Воспоминания детства были некими вершинами в его памяти о прожитом, хотя подлинными вершинами могло быть другое, связанное с юностью, с молодостью. А вообще-то детство проходило как бы на фоне Кавказских гор, дымчато синевших за Кубань-рекою, за адыгейскими поселениями и казачьими станицами, за южными непролазными лесами; горы отлично смотрелись из городского парка, со сторожевого холма, насыпанного некогда казаками, — несли здесь караульную службу: из-за Кубани, из немирных черкесских аулов совершали свои дерзкие набеги абреки. Через стремительную, с водоворотами реку они переплывали, держась за конские хвосты, в зубах — кинжалы. Стоя на сторожевом холме, где ныне парковые скамеечки и фонари, Игорь воображал себя караульным казаком: даст тревожный сигнал, и абреки будут встречены залпом.

* * *

Проработав в отряде два дня, Подгорельский сказал Скворцову:

— Собери личный состав, выступлю.

— Есть собрать, — ответил Скворцов. — Разрешите уточнить час?

— После уточню. А до этого хочу поговорить с тобой. Мы вдосталь беседовали, эта беседа заключительная. Хочу сообщить тебе свое решение. Тебе придется сдать отряд.

— Как сдать? — Скворцов надменно вздернул брови.

— Да так: сдашь командование Емельянову. Он будет временно… В общем-то отряд вольется в отряд Волощака, укрупняться надо.

— А что со мной? Меня куда? — сказал Скворцов, чувствуя: постыдно линяет, надменности и намека уже нет. Паленым запахло?

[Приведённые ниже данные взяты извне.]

use std::fmt;

use thiserror::Error;

/// Backend requests tracked by a booking session.
#[derive(Debug, Clone, Copy, PartialEq, Eq, Hash)]
pub enum RequestKind {
    Slots,
    Booking,
    Submit,
    Cancel,
}

impl fmt::Display for RequestKind {
    fn fmt(&self, f: &mut fmt::Formatter<'_>) -> fmt::Result {
        let label = match self {
            RequestKind::Slots => "slot refresh",
            RequestKind::Booking => "booking lookup",
            RequestKind::Submit => "booking submission",
            RequestKind::Cancel => "booking cancellation",
        };
        f.write_str(label)
    }
}

/// Why a cancellation did not go through.
#[derive(Debug, Clone, PartialEq, Eq)]
pub enum CancelFailure {
    /// The backend answered and reported there was nothing to cancel.
    NoBookingFound,
    /// The backend could not be reached or answered with garbage.
    Transport(String),
}

impl fmt::Display for CancelFailure {
    fn fmt(&self, f: &mut fmt::Formatter<'_>) -> fmt::Result {
        match self {
            CancelFailure::NoBookingFound => f.write_str("no booking found"),
            CancelFailure::Transport(reason) => write!(f, "error cancelling booking: {}", reason),
        }
    }
}

#[derive(Error, Debug, Clone, PartialEq, Eq)]
pub enum BookingError {
    #[error("Validation error: {0}")]
    Validation(String),

    #[error("Invalid verification code")]
    InvalidCode,

    #[error("Fetch error: {0}")]
    Fetch(String),

    // Backend reasons are shown to the user verbatim.
    #[error("{0}")]
    Submission(String),

    #[error("Cancellation failed: {0}")]
    Cancellation(CancelFailure),

    #[error("A {0} is already in progress")]
    InFlight(RequestKind),
}

impl BookingError {
    pub fn validation(message: impl Into<String>) -> Self {
        BookingError::Validation(message.into())
    }
}

pub type BookingResult<T> = Result<T, BookingError>;
//! # Visitbook Core
//!
//! Domain types shared by the visit booking client: offered slots, the
//! user's in-progress selection, confirmed bookings, the wire records
//! exchanged with the booking backend, and the error taxonomy.
//!
//! The [`filter`] module holds the one cross-field rule of the system:
//! Visit 2 always falls exactly one calendar day after Visit 1.

/// Error types surfaced to the user
pub mod errors;
/// Compatibility rules between Visit 1 and Visit 2 slots
pub mod filter;
/// Domain and wire models
pub mod models;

— Тебя, вероятней всего, заберу с собой. Так будет лучше.

— Заберете? Почему? — Скворцов высокомерно вскинулся и тут же слинял. Нешутейным пахнет. Но не теряй достоинства. — Почему, позвольте полюбопытствовать?

— Любопытствуй. По разным причинам.

— Нельзя ли конкретней?

— Можно, почему же нельзя. На той беседе выложу. Приходи вечером. Заодно поужинаем.